I first had this soup at some friends’ house, and they did not have a copier, so I hand-copied the recipe from a magazine…maybe Gourmet. What a pain! But that’s how good it was. When I made it at home the next year, I thought it would be nice with pumpkin bread, and I’ve made them together ever since.

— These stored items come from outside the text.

//! Shared Diesel error mapping for every repository adapter.

use diesel::result::{DatabaseErrorKind, Error as DieselError};
use tracing::debug;

use crate::domain::ports::StoreError;

use super::pool::PoolError;

/// Map pool errors into a store connection error.
pub(crate) fn map_pool_error(error: PoolError) -> StoreError {
    let message = match error {
        PoolError::Checkout { message } | PoolError::Build { message } => message,
    };
    StoreError::connection(message)
}

/// Map Diesel errors into store errors.
///
/// Constraint names are kept in the message so services and logs can tell a
/// duplicate vote from a duplicate attendance slot.
pub(crate) fn map_diesel_error(error: DieselError) -> StoreError {
    match &error {
        DieselError::DatabaseError(kind, info) => {
            debug!(
                ?kind,
                message = info.message(),
                constraint = info.constraint_name(),
                "diesel operation failed"
            );
        }
        _ => debug!(
            error_type = %std::any::type_name_of_val(&error),
            "diesel operation failed"
        ),
    }

    match error {
        DieselError::NotFound => StoreError::query("record not found"),
        DieselError::QueryBuilderError(_) => StoreError::query("database query error"),
        DieselError::DatabaseError(DatabaseErrorKind::ClosedConnection, _) => {
            StoreError::connection("database connection error")
        }
        DieselError::DatabaseError(DatabaseErrorKind::UniqueViolation, info) => {
            StoreError::conflict(info.constraint_name().unwrap_or("unique constraint"))
        }
        DieselError::DatabaseError(DatabaseErrorKind::ForeignKeyViolation, info) => {
            StoreError::missing_reference(info.constraint_name().unwrap_or("foreign key"))
        }
        DieselError::DatabaseError(_, _) => StoreError::query("database error"),
        _ => StoreError::query("database error"),
    }
}

/// Convert a stored integer into an index, rejecting negatives.
pub(crate) fn to_index(value: i32, column: &str) -> Result<usize, StoreError> {
    usize::try_from(value).map_err(|_| StoreError::query(format!("negative {column}: {value}")))
}

/// Convert an index into a stored integer.
pub(crate) fn from_index(value: usize, column: &str) -> Result<i32, StoreError> {
    i32::try_from(value).map_err(|_| StoreError::query(format!("{column} out of range: {value}")))
}

/// Convert a `COUNT(*)` result, rejecting negatives.
pub(crate) fn to_count(value: i64) -> Result<u64, StoreError> {
    u64::try_from(value).map_err(|_| StoreError::query(format!("negative count {value}")))
}

/// Parse a stored vocabulary value, reporting corrupt rows as query errors.
pub(crate) fn parse_column<T>(value: &str) -> Result<T, StoreError>
where
    T: std::str::FromStr,
    T::Err: std::fmt::Display,
{
    value
        .parse()
        .map_err(|err: T::Err| StoreError::query(err.to_string()))
}
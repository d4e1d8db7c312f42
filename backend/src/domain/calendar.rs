//! Local calendar deciding which day counts as "today".
//!
//! Memberships end on calendar days and members mark attendance for the
//! current day, so both follow the mess's wall clock rather than UTC.

use chrono::{DateTime, FixedOffset, NaiveDate, Offset, Utc};

/// Seconds in one minute, for offset conversion.
const SECONDS_PER_MINUTE: i32 = 60;

/// Fixed UTC offset of the messes served by this deployment.
#[derive(Debug, Clone, Copy, PartialEq, Eq)]
pub struct LocalCalendar {
    offset: FixedOffset,
}

impl LocalCalendar {
    /// Calendar east of UTC by `minutes`; `None` outside ±24 hours.
    ///
    /// # Examples
    /// ```
    /// use chrono::{NaiveDate, TimeZone, Utc};
    /// use mess_backend::domain::LocalCalendar;
    ///
    /// let ist = LocalCalendar::from_offset_minutes(330).expect("valid offset");
    /// let late_evening_utc = Utc.with_ymd_and_hms(2025, 3, 9, 20, 0, 0).unwrap();
    /// assert_eq!(
    ///     ist.today(late_evening_utc),
    ///     NaiveDate::from_ymd_opt(2025, 3, 10).unwrap()
    /// );
    /// ```
    pub fn from_offset_minutes(minutes: i32) -> Option<Self> {
        let seconds = minutes.checked_mul(SECONDS_PER_MINUTE)?;
        FixedOffset::east_opt(seconds).map(|offset| Self { offset })
    }

    /// Offset east of UTC in minutes.
    pub fn offset_minutes(&self) -> i32 {
        self.offset.local_minus_utc() / SECONDS_PER_MINUTE
    }

    /// Calendar day at `now` on the local wall clock.
    pub fn today(&self, now: DateTime<Utc>) -> NaiveDate {
        now.with_timezone(&self.offset).date_naive()
    }
}

impl Default for LocalCalendar {
    fn default() -> Self {
        Self { offset: Utc.fix() }
    }
}

#[cfg(test)]
mod tests {
    use super::*;
    use chrono::TimeZone;
    use rstest::rstest;

    fn date(y: i32, m: u32, d: u32) -> NaiveDate {
        NaiveDate::from_ymd_opt(y, m, d).expect("valid date")
    }

    #[rstest]
    #[case(0, date(2025, 3, 9))]
    #[case(330, date(2025, 3, 10))]
    #[case(-300, date(2025, 3, 9))]
    fn day_follows_offset(#[case] minutes: i32, #[case] expected: NaiveDate) {
        let calendar = LocalCalendar::from_offset_minutes(minutes).expect("offset");
        let now = Utc
            .with_ymd_and_hms(2025, 3, 9, 20, 0, 0)
            .single()
            .expect("instant");
        assert_eq!(calendar.today(now), expected);
    }

    #[rstest]
    #[case(24 * 60)]
    #[case(-24 * 60)]
    #[case(i32::MAX)]
    fn rejects_offsets_of_a_day_or_more(#[case] minutes: i32) {
        assert!(LocalCalendar::from_offset_minutes(minutes).is_none());
    }

    #[rstest]
    fn default_is_utc() {
        assert_eq!(LocalCalendar::default().offset_minutes(), 0);
    }
}
//! PostgreSQL-backed `AttendanceRepository` implementation using Diesel ORM.
//!
//! Writes go through `INSERT ... ON CONFLICT (membership_id, date, meal_type)
//! DO UPDATE`, so racing writers to one slot converge on a single row.

use async_trait::async_trait;
use chrono::NaiveDate;
use diesel::prelude::*;
use diesel_async::RunQueryDsl;

use crate::domain::ports::{AttendanceRepository, StoreError};
use crate::domain::{AttendanceRecord, AttendanceSlot, MealType, MembershipId, MessId};

use super::diesel_error_mapping::{map_diesel_error, map_pool_error};
use super::models::{AttendanceRow, AttendanceUpdate};
use super::pool::DbPool;
use super::schema::{attendance, memberships};

/// Diesel-backed implementation of the attendance repository port.
#[derive(Clone)]
pub struct DieselAttendanceRepository {
    pool: DbPool,
}

impl DieselAttendanceRepository {
    /// Create a new repository with the given connection pool.
    pub fn new(pool: DbPool) -> Self {
        Self { pool }
    }
}

fn rows_to_records(rows: Vec<AttendanceRow>) -> Result<Vec<AttendanceRecord>, StoreError> {
    rows.into_iter().map(AttendanceRecord::try_from).collect()
}

#[async_trait]
impl AttendanceRepository for DieselAttendanceRepository {
    async fn find_slot(&self, slot: AttendanceSlot) -> Result<Option<AttendanceRecord>, StoreError> {
        let mut conn = self.pool.get().await.map_err(map_pool_error)?;
        let row = attendance::table
            .filter(attendance::membership_id.eq(slot.membership_id.as_uuid()))
            .filter(attendance::date.eq(slot.date))
            .filter(attendance::meal_type.eq(slot.meal_type.as_str()))
            .select(AttendanceRow::as_select())
            .first::<AttendanceRow>(&mut conn)
            .await
            .optional()
            .map_err(map_diesel_error)?;
        row.map(AttendanceRecord::try_from).transpose()
    }

    async fn upsert(&self, record: &AttendanceRecord) -> Result<AttendanceRecord, StoreError> {
        let mut conn = self.pool.get().await.map_err(map_pool_error)?;
        let row = AttendanceRow::from(record);
        let update = AttendanceUpdate {
            is_present: record.is_present,
            marked_by: record.marked_by.as_str(),
        };
        let stored = diesel::insert_into(attendance::table)
            .values(&row)
            .on_conflict((
                attendance::membership_id,
                attendance::date,
                attendance::meal_type,
            ))
            .do_update()
            .set(&update)
            .returning(AttendanceRow::as_returning())
            .get_result::<AttendanceRow>(&mut conn)
            .await
            .map_err(map_diesel_error)?;
        AttendanceRecord::try_from(stored)
    }

    async fn list_for_membership(
        &self,
        membership: MembershipId,
        from: NaiveDate,
        to: NaiveDate,
    ) -> Result<Vec<AttendanceRecord>, StoreError> {
        let mut conn = self.pool.get().await.map_err(map_pool_error)?;
        let rows: Vec<AttendanceRow> = attendance::table
            .filter(attendance::membership_id.eq(membership.as_uuid()))
            .filter(attendance::date.between(from, to))
            .order((attendance::date.desc(), attendance::meal_type.asc()))
            .select(AttendanceRow::as_select())
            .load(&mut conn)
            .await
            .map_err(map_diesel_error)?;
        rows_to_records(rows)
    }

    async fn list_for_mess_slot(
        &self,
        mess: MessId,
        date: NaiveDate,
        meal: MealType,
    ) -> Result<Vec<AttendanceRecord>, StoreError> {
        let mut conn = self.pool.get().await.map_err(map_pool_error)?;
        let rows: Vec<AttendanceRow> = attendance::table
            .inner_join(memberships::table)
            .filter(memberships::mess_id.eq(mess.as_uuid()))
            .filter(attendance::date.eq(date))
            .filter(attendance::meal_type.eq(meal.as_str()))
            .select(AttendanceRow::as_select())
            .load(&mut conn)
            .await
            .map_err(map_diesel_error)?;
        rows_to_records(rows)
    }
}
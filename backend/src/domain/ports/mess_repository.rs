//! Port for mess and area reads and profile writes.

use async_trait::async_trait;

use crate::domain::{Area, AreaId, Mess, MessId};

use super::StoreError;

/// Storage for messes and areas.
#[cfg_attr(test, mockall::automock)]
#[async_trait]
pub trait MessRepository: Send + Sync {
    /// Active areas sorted by name.
    async fn list_areas(&self) -> Result<Vec<Area>, StoreError>;

    /// Active messes sorted by name, optionally within one area.
    async fn list_messes(&self, area: Option<AreaId>) -> Result<Vec<Mess>, StoreError>;

    /// Find a mess by id, whether active or not.
    async fn find_by_id(&self, id: MessId) -> Result<Option<Mess>, StoreError>;

    /// Persist a new mess. When it names an owner, that owner's role is
    /// linked to the mess in the same transaction.
    ///
    /// Fails with [`StoreError::Conflict`] when the owner is not an owner
    /// without a mess, and [`StoreError::MissingReference`] when the area or
    /// owner does not exist.
    async fn insert(&self, mess: &Mess) -> Result<(), StoreError>;

    /// Number of messes, listed or not.
    async fn count_messes(&self) -> Result<u64, StoreError>;

    /// Overwrite the editable profile fields of a mess.
    async fn update_profile(&self, mess: &Mess) -> Result<(), StoreError>;

    /// Set the listing flag of a mess.
    async fn set_active(&self, id: MessId, active: bool) -> Result<(), StoreError>;
}
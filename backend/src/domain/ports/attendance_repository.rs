//! Port for attendance persistence.

use async_trait::async_trait;
use chrono::NaiveDate;

use crate::domain::{AttendanceRecord, AttendanceSlot, MealType, MembershipId, MessId};

use super::StoreError;

/// Storage for attendance records.
#[cfg_attr(test, mockall::automock)]
#[async_trait]
pub trait AttendanceRepository: Send + Sync {
    /// Record stored for a slot, if any.
    async fn find_slot(&self, slot: AttendanceSlot) -> Result<Option<AttendanceRecord>, StoreError>;

    /// Write the record for its slot, replacing presence and attribution of
    /// any record already stored there. Returns the stored record.
    async fn upsert(&self, record: &AttendanceRecord) -> Result<AttendanceRecord, StoreError>;

    /// Records of a membership with dates in `from..=to`, newest first.
    async fn list_for_membership(
        &self,
        membership: MembershipId,
        from: NaiveDate,
        to: NaiveDate,
    ) -> Result<Vec<AttendanceRecord>, StoreError>;

    /// Every record stored for a mess on one date and meal.
    async fn list_for_mess_slot(
        &self,
        mess: MessId,
        date: NaiveDate,
        meal: MealType,
    ) -> Result<Vec<AttendanceRecord>, StoreError>;
}
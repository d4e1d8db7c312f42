//! Shared validation helpers for inbound HTTP adapters.
//!
//! Request DTOs carry identifiers, dates and vocabulary values as strings so
//! a bad value is reported against the JSON field that held it.

use std::str::FromStr;

use chrono::NaiveDate;
use serde_json::json;
use uuid::Uuid;

use crate::domain::Error;

/// Validation error codes for HTTP request failures.
#[derive(Debug, Clone, Copy, PartialEq, Eq)]
pub(crate) enum ErrorCode {
    MissingField,
    InvalidUuid,
    InvalidDate,
    InvalidValue,
}

impl ErrorCode {
    fn as_str(self) -> &'static str {
        match self {
            ErrorCode::MissingField => "missing_field",
            ErrorCode::InvalidUuid => "invalid_uuid",
            ErrorCode::InvalidDate => "invalid_date",
            ErrorCode::InvalidValue => "invalid_value",
        }
    }
}

/// Newtype wrapper for HTTP field names.
#[derive(Debug, Clone, Copy, PartialEq, Eq)]
pub(crate) struct FieldName(&'static str);

impl FieldName {
    pub(crate) const fn new(name: &'static str) -> Self {
        Self(name)
    }

    fn as_str(&self) -> &'static str {
        self.0
    }
}

fn field_error(field: FieldName, message: String, code: ErrorCode, value: Option<&str>) -> Error {
    let details = match value {
        Some(value) => json!({
            "field": field.as_str(),
            "value": value,
            "code": code.as_str(),
        }),
        None => json!({
            "field": field.as_str(),
            "code": code.as_str(),
        }),
    };
    Error::invalid_request(message).with_details(details)
}

pub(crate) fn missing_field_error(field: FieldName) -> Error {
    let name = field.as_str();
    field_error(
        field,
        format!("missing required field: {name}"),
        ErrorCode::MissingField,
        None,
    )
}

/// Unwrap an optional field or report it missing.
pub(crate) fn require<T>(value: Option<T>, field: FieldName) -> Result<T, Error> {
    value.ok_or_else(|| missing_field_error(field))
}

/// Parse a UUID into one of the domain id newtypes.
pub(crate) fn parse_id<T: From<Uuid>>(value: &str, field: FieldName) -> Result<T, Error> {
    Uuid::parse_str(value.trim()).map(T::from).map_err(|_| {
        let name = field.as_str();
        field_error(
            field,
            format!("{name} must be a valid UUID"),
            ErrorCode::InvalidUuid,
            Some(value),
        )
    })
}

/// Parse an ISO `YYYY-MM-DD` calendar date.
pub(crate) fn parse_date(value: &str, field: FieldName) -> Result<NaiveDate, Error> {
    NaiveDate::parse_from_str(value.trim(), "%Y-%m-%d").map_err(|_| {
        let name = field.as_str();
        field_error(
            field,
            format!("{name} must be a YYYY-MM-DD date"),
            ErrorCode::InvalidDate,
            Some(value),
        )
    })
}

/// Parse a vocabulary value such as a meal type or plan type.
pub(crate) fn parse_vocabulary<T>(value: &str, field: FieldName) -> Result<T, Error>
where
    T: FromStr,
    T::Err: std::fmt::Display,
{
    T::from_str(value.trim()).map_err(|error| {
        field_error(
            field,
            error.to_string(),
            ErrorCode::InvalidValue,
            Some(value),
        )
    })
}
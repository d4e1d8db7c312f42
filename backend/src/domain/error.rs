//! Domain-level error types.
//!
//! These errors are transport agnostic. Inbound adapters map them to HTTP
//! responses or any other protocol-specific envelope.

use serde::{Deserialize, Serialize};
use serde_json::Value;
use utoipa::ToSchema;

use super::TraceId;

/// Response header carrying the request trace identifier.
pub const TRACE_ID_HEADER: &str = "trace-id";

/// Stable machine-readable error code describing the failure category.
#[derive(Debug, Clone, Copy, PartialEq, Eq, Hash, Serialize, Deserialize, ToSchema)]
#[non_exhaustive]
#[serde(rename_all = "snake_case")]
pub enum ErrorCode {
    /// The request is malformed or fails validation.
    InvalidRequest,
    /// Authentication failed or is missing.
    Unauthorized,
    /// Authenticated but not permitted to perform this action.
    Forbidden,
    /// The requested resource does not exist.
    NotFound,
    /// The membership plan does not include the requested meal.
    IneligibleMeal,
    /// The membership is no longer active.
    NotEligible,
    /// The voter holds no active membership for the poll's mess.
    IneligibleVoter,
    /// The member already marked this meal slot.
    AlreadyMarked,
    /// The user already voted in this poll.
    AlreadyVoted,
    /// The poll no longer accepts votes.
    PollClosed,
    /// A backing store is unreachable.
    ServiceUnavailable,
    /// An unexpected error occurred inside the domain.
    InternalError,
}

/// Domain error payload.
///
/// Captures the trace identifier in scope at construction so adapters can
/// correlate the failure with request logs.
///
/// # Examples
/// ```
/// use mess_backend::domain::{Error, ErrorCode};
///
/// let err = Error::new(ErrorCode::NotFound, "missing");
/// assert_eq!(err.code(), ErrorCode::NotFound);
/// ```
#[derive(Debug, Clone, PartialEq, Serialize, Deserialize, ToSchema)]
#[serde(rename_all = "camelCase")]
#[serde(deny_unknown_fields)]
pub struct Error {
    #[schema(example = "invalid_request")]
    code: ErrorCode,
    #[schema(example = "Something went wrong")]
    message: String,
    /// Correlation identifier for tracing this error across systems.
    #[serde(skip_serializing_if = "Option::is_none")]
    #[schema(example = "3fa85f64-5717-4562-b3fc-2c963f66afa6")]
    trace_id: Option<String>,
    /// Structured context, for example `{"field": "title", "code": "blank"}`.
    #[serde(skip_serializing_if = "Option::is_none")]
    details: Option<Value>,
}

impl Error {
    /// Create a new error tagged with the current trace identifier, if any.
    pub fn new(code: ErrorCode, message: impl Into<String>) -> Self {
        Self {
            code,
            message: message.into(),
            trace_id: TraceId::current().map(|id| id.to_string()),
            details: None,
        }
    }

    /// Stable machine-readable error code.
    pub fn code(&self) -> ErrorCode {
        self.code
    }

    /// Human-readable message returned to adapters.
    pub fn message(&self) -> &str {
        self.message.as_str()
    }

    /// Supplementary error details for adapters.
    pub fn details(&self) -> Option<&Value> {
        self.details.as_ref()
    }

    /// Trace identifier captured when the error was raised.
    pub fn trace_id(&self) -> Option<&str> {
        self.trace_id.as_deref()
    }

    /// Attach structured details to the error.
    ///
    /// # Examples
    /// ```
    /// use mess_backend::domain::{Error, ErrorCode};
    /// use serde_json::json;
    ///
    /// let err = Error::new(ErrorCode::InvalidRequest, "bad")
    ///     .with_details(json!({ "field": "name" }));
    /// assert!(err.details().is_some());
    /// ```
    pub fn with_details(mut self, details: Value) -> Self {
        self.details = Some(details);
        self
    }

    /// Attach an explicit trace identifier.
    pub fn with_trace_id(mut self, id: impl Into<String>) -> Self {
        self.trace_id = Some(id.into());
        self
    }

    /// Convenience constructor for [`ErrorCode::InvalidRequest`].
    pub fn invalid_request(message: impl Into<String>) -> Self {
        Self::new(ErrorCode::InvalidRequest, message)
    }

    /// Convenience constructor for [`ErrorCode::Unauthorized`].
    pub fn unauthorized(message: impl Into<String>) -> Self {
        Self::new(ErrorCode::Unauthorized, message)
    }

    /// Convenience constructor for [`ErrorCode::Forbidden`].
    pub fn forbidden(message: impl Into<String>) -> Self {
        Self::new(ErrorCode::Forbidden, message)
    }

    /// Convenience constructor for [`ErrorCode::NotFound`].
    pub fn not_found(message: impl Into<String>) -> Self {
        Self::new(ErrorCode::NotFound, message)
    }

    /// Convenience constructor for [`ErrorCode::IneligibleMeal`].
    pub fn ineligible_meal(message: impl Into<String>) -> Self {
        Self::new(ErrorCode::IneligibleMeal, message)
    }

    /// Convenience constructor for [`ErrorCode::NotEligible`].
    pub fn not_eligible(message: impl Into<String>) -> Self {
        Self::new(ErrorCode::NotEligible, message)
    }

    /// Convenience constructor for [`ErrorCode::IneligibleVoter`].
    pub fn ineligible_voter(message: impl Into<String>) -> Self {
        Self::new(ErrorCode::IneligibleVoter, message)
    }

    /// Convenience constructor for [`ErrorCode::AlreadyMarked`].
    pub fn already_marked(message: impl Into<String>) -> Self {
        Self::new(ErrorCode::AlreadyMarked, message)
    }

    /// Convenience constructor for [`ErrorCode::AlreadyVoted`].
    pub fn already_voted(message: impl Into<String>) -> Self {
        Self::new(ErrorCode::AlreadyVoted, message)
    }

    /// Convenience constructor for [`ErrorCode::PollClosed`].
    pub fn poll_closed(message: impl Into<String>) -> Self {
        Self::new(ErrorCode::PollClosed, message)
    }

    /// Convenience constructor for [`ErrorCode::ServiceUnavailable`].
    pub fn service_unavailable(message: impl Into<String>) -> Self {
        Self::new(ErrorCode::ServiceUnavailable, message)
    }

    /// Convenience constructor for [`ErrorCode::InternalError`].
    pub fn internal(message: impl Into<String>) -> Self {
        Self::new(ErrorCode::InternalError, message)
    }
}

impl std::fmt::Display for Error {
    fn fmt(&self, f: &mut std::fmt::Formatter<'_>) -> std::fmt::Result {
        write!(f, "{}", self.message)
    }
}

impl std::error::Error for Error {}

#[cfg(test)]
mod tests;
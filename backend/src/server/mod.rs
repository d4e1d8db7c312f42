//! Server construction and middleware wiring.

mod config;
mod state_builders;

pub use config::{ServerConfig, ServerSettings};

use std::sync::Arc;

use actix_session::{
    SessionMiddleware,
    config::{CookieContentSecurity, PersistentSession},
    storage::CookieSessionStore,
};
use actix_web::cookie::{Key, SameSite};
use actix_web::dev::{Server, ServiceFactory, ServiceRequest, ServiceResponse};
use actix_web::{App, HttpServer, web};

use mess_backend::Trace;
#[cfg(debug_assertions)]
use mess_backend::doc::ApiDoc;
use mess_backend::inbound::http::configure;
use mess_backend::inbound::http::health::{HealthState, live, ready};
use mess_backend::inbound::http::state::HttpState;
use mess_backend::outbound::identity::HttpIdentityProvider;
use mess_backend::outbound::persistence::DbPool;
#[cfg(debug_assertions)]
use utoipa::OpenApi;
#[cfg(debug_assertions)]
use utoipa_swagger_ui::SwaggerUi;

use state_builders::build_http_state;

#[derive(Clone)]
struct AppDependencies {
    health_state: web::Data<HealthState>,
    http_state: web::Data<HttpState>,
    key: Key,
    cookie_secure: bool,
    same_site: SameSite,
}

fn build_app(
    deps: AppDependencies,
) -> App<
    impl ServiceFactory<
        ServiceRequest,
        Config = (),
        Response = ServiceResponse,
        Error = actix_web::Error,
        InitError = (),
    >,
> {
    let AppDependencies {
        health_state,
        http_state,
        key,
        cookie_secure,
        same_site,
    } = deps;

    let session = SessionMiddleware::builder(CookieSessionStore::default(), key)
        .cookie_name("session".into())
        .cookie_path("/".into())
        .cookie_secure(cookie_secure)
        .cookie_http_only(true)
        .cookie_content_security(CookieContentSecurity::Private)
        .cookie_same_site(same_site)
        .session_lifecycle(
            PersistentSession::default().session_ttl(actix_web::cookie::time::Duration::hours(2)),
        )
        .build();

    let api = web::scope("/api/v1").wrap(session).configure(configure);

    let app = App::new()
        .app_data(health_state)
        .app_data(http_state)
        .wrap(Trace)
        .service(api)
        .service(ready)
        .service(live);

    #[cfg(debug_assertions)]
    let app = app.service(SwaggerUi::new("/docs").url("/api-docs/openapi.json", ApiDoc::openapi()));

    app
}

/// Construct the Actix server over a connected pool and identity adapter.
///
/// Readiness flips to healthy once the listener is bound.
///
/// # Errors
/// Propagates [`std::io::Error`] when binding the socket fails.
pub fn create_server(
    health_state: web::Data<HealthState>,
    config: ServerConfig,
    pool: DbPool,
    identity: Arc<HttpIdentityProvider>,
) -> std::io::Result<Server> {
    let server_health_state = health_state.clone();
    let http_state = build_http_state(
        &pool,
        identity,
        config.expiring_window_days,
        config.calendar,
    );
    let ServerConfig {
        key,
        cookie_secure,
        same_site,
        bind_addr,
        expiring_window_days: _,
        calendar: _,
    } = config;

    let server = HttpServer::new(move || {
        build_app(AppDependencies {
            health_state: server_health_state.clone(),
            http_state: http_state.clone(),
            key: key.clone(),
            cookie_secure,
            same_site,
        })
    })
    .bind(bind_addr)?
    .run();

    health_state.mark_ready();
    Ok(server)
}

Kale, Kielbasa and Tortellini Soup

2 TB olive oil

12 oz kielbasa, thinly sliced

1 onion, chopped

1 c. chopped fennel bulb

4 garlic cloves, minced

1 tsp thyme

1/2 tsp dried crushed red pepper

10 c. chicken broth

4 c. chopped kale

15 oz can cannellini beans, rinsed and drained

9 oz package cheese tortellini

1 c. grated or shaved parmesean

heat oil in a big, heavy pot over medium-high heat

add next 6 ingredients and saute until veggies are soft, about 12 minutes

add broth and bring to a boil

stir in kale and beans

reduce heat to low and simmer until kale is wilted

add tortellini and simmer for about 5 min, or until tortellini is cooked

serve with cheese separate. sprinkle cheese on top to taste.

My pumpkin bread recipe has no added fat (unless you count eggs)…I’d rather make it that way and then put some butter on it. Yum.

Pumpkin Bread

1 c. sugar

1 c. canned pumpkin

1/2 c. applesauce

1/2 c. water

2 eggs

1 2/3 c. flour

1 tsp baking soda

1 tsp cinnamon

3/4 tsp salt

1/2 tsp baking powder

1/2 tsp nutmeg

1/4 tsp cloves

combine first 5 ingredients and beat well

combine the rest of the ingredients in a separate bowl

gradually add the dry mix to the pumpkin mix and beat well

grease a 9×5 loaf pan

bake at 350 for 60-70 min. cool 10 minutes in pan.